9. Nothing in this subsection shall authorize an assuming insurer to withdraw or reduce the security provided under any reinsurance agreement except as permitted by the terms of the agreement.

10. Nothing in this subsection shall limit, or in any way alter, the capacity of parties to any reinsurance agreement to renegotiate the agreement.

F. If an accredited or certified reinsurer ceases to meet the requirements for accreditation or certification, the Commission may suspend or revoke the reinsurer's accreditation or certification in accordance with the following:

1. The Commission shall give the reinsurer notice and opportunity for hearing. The suspension or revocation may not take effect until after the Commission's order on hearing, unless:

a. The reinsurer waives its right to hearing;

b. The Commission's order is based on regulatory action by the reinsurer's domiciliary jurisdiction or the voluntary surrender or termination of the reinsurer's eligibility to transact insurance or reinsurance business in its domiciliary jurisdiction or in the primary certifying state of the reinsurer under subdivision D 6; or

c. The Commission finds that an emergency requires immediate action and a court of competent jurisdiction has not stayed the Commission's action.

2. While a reinsurer's accreditation or certification is suspended, no reinsurance contract issued or renewed after the effective date of the suspension qualifies for credit except to the extent that the reinsurer's obligations under the contract are secured in accordance with § 38.2-1316.4. If a reinsurer's accreditation or certification is revoked, no credit for reinsurance may be granted after the effective date of the revocation except to the extent that the reinsurer's obligations under the contract are secured in accordance with subdivision D 5 or § 38.2-1316.4.

G. A ceding insurer shall take steps to manage its concentration risk and diversify its reinsurance program in the following manner:

1. A ceding insurer shall take steps to manage its reinsurance recoverables proportionate to its own book of business. A domestic ceding insurer shall notify the Commission within 30 days after reinsurance recoverables from any single assuming insurer, or group of affiliated assuming insurers, exceeds 50 percent of the domestic ceding insurer's last reported surplus to policyholders, or after it is determined that reinsurance recoverables from any single assuming insurer, or group of affiliated assuming insurers, is likely to exceed this limit. The notification shall demonstrate that the exposure is safely managed by the domestic ceding insurer.

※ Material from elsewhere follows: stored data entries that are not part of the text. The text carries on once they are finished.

//! Circuit breaker pattern for preventing cascading failures.
//!
//! A circuit breaker monitors operations and "opens" (stops allowing requests) when
//! failures exceed a threshold, preventing cascading failures in distributed systems.
//!
//! # States
//!
//! - **Closed**: Normal operation. Requests pass through. Failures are counted.
//! - **Open**: Too many failures detected. Requests fail immediately for a timeout period.
//! - **HalfOpen**: After timeout, limited requests are allowed to test recovery.
//!
//! # Example
//!
//! ```rust
//! use chatify_runtime::circuit_breaker::{CircuitBreaker, CircuitBreakerConfig};
//! use std::time::Duration;
//!
//! # async fn example() -> Result<(), Box<dyn std::error::Error>> {
//! let config = CircuitBreakerConfig::builder()
//!     .failure_threshold(5)
//!     .timeout(Duration::from_secs(60))
//!     .success_threshold(2)
//!     .build();
//!
//! let breaker = CircuitBreaker::new(config);
//!
//! match breaker.call(|| async {
//!     // Your fallible operation
//!     Ok::<_, String>(42)
//! }).await {
//!     Ok(result) => println!("Success: {result}"),
//!     Err(e) => println!("Failed: {e}"),
//! }
//! # Ok(())
//! # }
//! ```

use std::sync::atomic::{AtomicU64, Ordering};
use std::sync::Arc;
use std::time::{Duration, Instant};
use tokio::sync::RwLock;
use thiserror::Error;

/// Circuit breaker configuration.
#[derive(Debug, Clone)]
pub struct CircuitBreakerConfig {
    /// Number of failures before opening the circuit
    pub failure_threshold: usize,
    /// Duration to wait before transitioning from Open to `HalfOpen`
    pub timeout: Duration,
    /// Number of successes in `HalfOpen` state before closing the circuit
    pub success_threshold: usize,
}

impl Default for CircuitBreakerConfig {
    fn default() -> Self {
        Self {
            failure_threshold: 5,
            timeout: Duration::from_secs(60),
            success_threshold: 2,
        }
    }
}

impl CircuitBreakerConfig {
    /// Create a new configuration builder.
    #[must_use]
    pub const fn builder() -> CircuitBreakerConfigBuilder {
        CircuitBreakerConfigBuilder {
            failure_threshold: Some(5),
            timeout: Some(Duration::from_secs(60)),
            success_threshold: Some(2),
        }
    }
}

/// Builder for [`CircuitBreakerConfig`].
#[derive(Debug, Clone)]
pub struct CircuitBreakerConfigBuilder {
    failure_threshold: Option<usize>,
    timeout: Option<Duration>,
    success_threshold: Option<usize>,
}

impl CircuitBreakerConfigBuilder {
    /// Set the failure threshold.
    ///
    /// Circuit opens after this many consecutive failures.
    #[must_use]
    pub const fn failure_threshold(mut self, threshold: usize) -> Self {
        self.failure_threshold = Some(threshold);
        self
    }

    /// Set the timeout duration.
    ///
    /// How long to wait in Open state before trying `HalfOpen`.
    #[must_use]
    pub const fn timeout(mut self, duration: Duration) -> Self {
        self.timeout = Some(duration);
        self
    }

    /// Set the success threshold.
    ///
    /// Number of successes in `HalfOpen` state before closing the circuit.
    #[must_use]
    pub const fn success_threshold(mut self, threshold: usize) -> Self {
        self.success_threshold = Some(threshold);
        self
    }

    /// Build the configuration.
    #[must_use]
    pub fn build(self) -> CircuitBreakerConfig {
        CircuitBreakerConfig {
            failure_threshold: self.failure_threshold.unwrap_or(5),
            timeout: self.timeout.unwrap_or(Duration::from_secs(60)),
            success_threshold: self.success_threshold.unwrap_or(2),
        }
    }
}

/// Circuit breaker state.
#[derive(Debug, Clone, Copy, PartialEq, Eq)]
pub enum State {
    /// Circuit is closed, requests pass through normally
    Closed,
    /// Circuit is open, requests fail immediately
    Open,
    /// Circuit is half-open, testing if service recovered
    HalfOpen,
}

/// Errors from circuit breaker operations.
#[derive(Error, Debug)]
pub enum CircuitBreakerError<E> {
    /// Circuit is open, request rejected
    #[error("Circuit breaker is open")]
    Open,
    /// Operation failed
    #[error("Operation failed: {0}")]
    Inner(E),
}

/// Internal state of the circuit breaker.
#[derive(Debug)]
struct CircuitBreakerState {
    state: State,
    failure_count: usize,
    success_count: usize,
    last_failure_time: Option<Instant>,
}

/// Circuit breaker for preventing cascading failures.
///
/// Wraps operations and monitors their success/failure. When failures exceed
/// a threshold, the circuit "opens" and rejects requests for a timeout period.
#[derive(Debug, Clone)]
pub struct CircuitBreaker {
    config: Arc<CircuitBreakerConfig>,
    state: Arc<RwLock<CircuitBreakerState>>,
    // Metrics
    total_calls: Arc<AtomicU64>,
    total_successes: Arc<AtomicU64>,
    total_failures: Arc<AtomicU64>,
    total_rejections: Arc<AtomicU64>,
}

impl CircuitBreaker {
    /// Create a new circuit breaker with the given configuration.
    #[must_use]
    pub fn new(config: CircuitBreakerConfig) -> Self {
        Self {
            config: Arc::new(config),
            state: Arc::new(RwLock::new(CircuitBreakerState {
                state: State::Closed,
                failure_count: 0,
                success_count: 0,
                last_failure_time: None,
            })),
            total_calls: Arc::new(AtomicU64::new(0)),
            total_successes: Arc::new(AtomicU64::new(0)),
            total_failures: Arc::new(AtomicU64::new(0)),
            total_rejections: Arc::new(AtomicU64::new(0)),
        }
    }

    /// Get the current state of the circuit breaker.
    pub async fn state(&self) -> State {
        let state = self.state.read().await;
        state.state
    }

    /// Call an operation through the circuit breaker.
    ///
    /// # Errors
    ///
    /// Returns `CircuitBreakerError::Open` if the circuit is open.
    /// Returns `CircuitBreakerError::Inner` if the operation fails.
    pub async fn call<F, Fut, T, E>(&self, operation: F) -> Result<T, CircuitBreakerError<E>>
    where
        F: FnOnce() -> Fut,
        Fut: std::future::Future<Output = Result<T, E>>,
    {
        self.total_calls.fetch_add(1, Ordering::Relaxed);

        // Check if we should allow this request
        if !self.can_attempt().await {
            self.total_rejections.fetch_add(1, Ordering::Relaxed);
            tracing::warn!("Circuit breaker is OPEN, rejecting request");
            return Err(CircuitBreakerError::Open);
        }

        // Execute the operation
        match operation().await {
            Ok(result) => {
                self.on_success().await;
                self.total_successes.fetch_add(1, Ordering::Relaxed);
                Ok(result)
            }
            Err(err) => {
                self.on_failure().await;
                self.total_failures.fetch_add(1, Ordering::Relaxed);
                Err(CircuitBreakerError::Inner(err))
            }
        }
    }

    /// Check if the circuit breaker should allow an attempt.
    async fn can_attempt(&self) -> bool {
        let mut state = self.state.write().await;

        match state.state {
            State::Closed | State::HalfOpen => true,
            State::Open => {
                // Check if timeout has expired
                if let Some(last_failure) = state.last_failure_time {
                    if last_failure.elapsed() >= self.config.timeout {
                        tracing::info!("Circuit breaker transitioning OPEN -> HALF_OPEN");
                        state.state = State::HalfOpen;
                        state.success_count = 0;
                        true
                    } else {
                        false
                    }
                } else {
                    false
                }
            }
        }
    }

    /// Handle successful operation.
    async fn on_success(&self) {
        let mut state = self.state.write().await;

        match state.state {
            State::Closed => {
                // Reset failure count on success
                state.failure_count = 0;
            }
            State::HalfOpen => {
                state.success_count += 1;
                if state.success_count >= self.config.success_threshold {
                    tracing::info!(
                        successes = state.success_count,
                        "Circuit breaker transitioning HALF_OPEN -> CLOSED"
                    );
                    state.state = State::Closed;
                    state.failure_count = 0;
                    state.success_count = 0;
                    state.last_failure_time = None;
                }
            }
            State::Open => {
                // Should not happen, but reset just in case
                state.failure_count = 0;
            }
        }
    }

    /// Handle failed operation.
    async fn on_failure(&self) {
        let mut state = self.state.write().await;
        state.last_failure_time = Some(Instant::now());

        match state.state {
            State::Closed => {
                state.failure_count += 1;
                if state.failure_count >= self.config.failure_threshold {
                    tracing::warn!(
                        failures = state.failure_count,
                        threshold = self.config.failure_threshold,
                        "Circuit breaker transitioning CLOSED -> OPEN"
                    );
                    state.state = State::Open;
                }
            }
            State::HalfOpen => {
                tracing::warn!("Circuit breaker transitioning HALF_OPEN -> OPEN (recovery failed)");
                state.state = State::Open;
                state.failure_count = 1;
                state.success_count = 0;
            }
            State::Open => {
                // Already open, just update failure count
                state.failure_count += 1;
            }
        }
    }

    /// Get circuit breaker metrics.
    #[must_use]
    pub fn metrics(&self) -> CircuitBreakerMetrics {
        CircuitBreakerMetrics {
            total_calls: self.total_calls.load(Ordering::Relaxed),
            total_successes: self.total_successes.load(Ordering::Relaxed),
            total_failures: self.total_failures.load(Ordering::Relaxed),
            total_rejections: self.total_rejections.load(Ordering::Relaxed),
        }
    }

    /// Reset the circuit breaker to closed state.
    ///
    /// Useful for testing or manual intervention.
    pub async fn reset(&self) {
        let mut state = self.state.write().await;
        tracing::info!("Circuit breaker manually reset to CLOSED");
        state.state = State::Closed;
        state.failure_count = 0;
        state.success_count = 0;
        state.last_failure_time = None;
    }
}

/// Metrics for circuit breaker monitoring.
#[derive(Debug, Clone, Copy)]
pub struct CircuitBreakerMetrics {
    /// Total number of calls attempted
    pub total_calls: u64,
    /// Total number of successful calls
    pub total_successes: u64,
    /// Total number of failed calls
    pub total_failures: u64,
    /// Total number of rejected calls (circuit open)
    pub total_rejections: u64,
}

impl CircuitBreakerMetrics {
    /// Calculate success rate (0.0 to 1.0).
    #[must_use]
    #[allow(clippy::cast_precision_loss)]
    pub fn success_rate(&self) -> f64 {
        if self.total_calls == 0 {
            return 1.0;
        }
        self.total_successes as f64 / self.total_calls as f64
    }

    /// Calculate rejection rate (0.0 to 1.0).
    #[must_use]
    #[allow(clippy::cast_precision_loss)]
    pub fn rejection_rate(&self) -> f64 {
        if self.total_calls == 0 {
            return 0.0;
        }
        self.total_rejections as f64 / self.total_calls as f64
    }
}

2. A ceding insurer shall take steps to diversify its reinsurance program. A domestic ceding insurer shall notify the Commission within 30 days after ceding to any single assuming insurer, or group of affiliated assuming insurers, more than 20 percent of the ceding insurer's gross written premium in the prior calendar year, or after it has determined that the reinsurance ceded to any single assuming insurer, or group of affiliated assuming insurers, is likely to exceed this limit. The notification shall demonstrate that the exposure is safely managed by the domestic ceding insurer.

H. The trusts described in subdivision C 4 shall be established in a form acceptable to the Commission.

1. The trust instrument shall provide that contested claims shall be valid and enforceable upon the final order of any court of competent jurisdiction in the United States.

2. The trust shall vest legal title to its assets in the trustees of the trust for its United States policyholders and ceding insurers, their assigns and successors in interest.

3. The trust and the assuming insurer shall be subject to examination as determined by the Commission.

4. The trust described herein must remain in effect for as long as the assuming insurer shall have outstanding obligations due under the reinsurance agreements subject to the trust.

5. No later than February 28 of each year the trustees of the trust shall report to the Commission in writing setting forth the balance of the trust and listing the trust's investments at the preceding year end and shall certify the date of termination of the trust, if so planned, or certify that the trust shall not expire prior to the next following December 31.

1991, c. 264; 1994, c. 647; 2012, c. 539; 2017, c. 477; 2020, c. 208.

§ 38.2-1316.3. Repealed.

Repealed by Acts 2012, c. 539, cl. 2.

§ 38.2-1316.4. Credit allowed any ceding insurer.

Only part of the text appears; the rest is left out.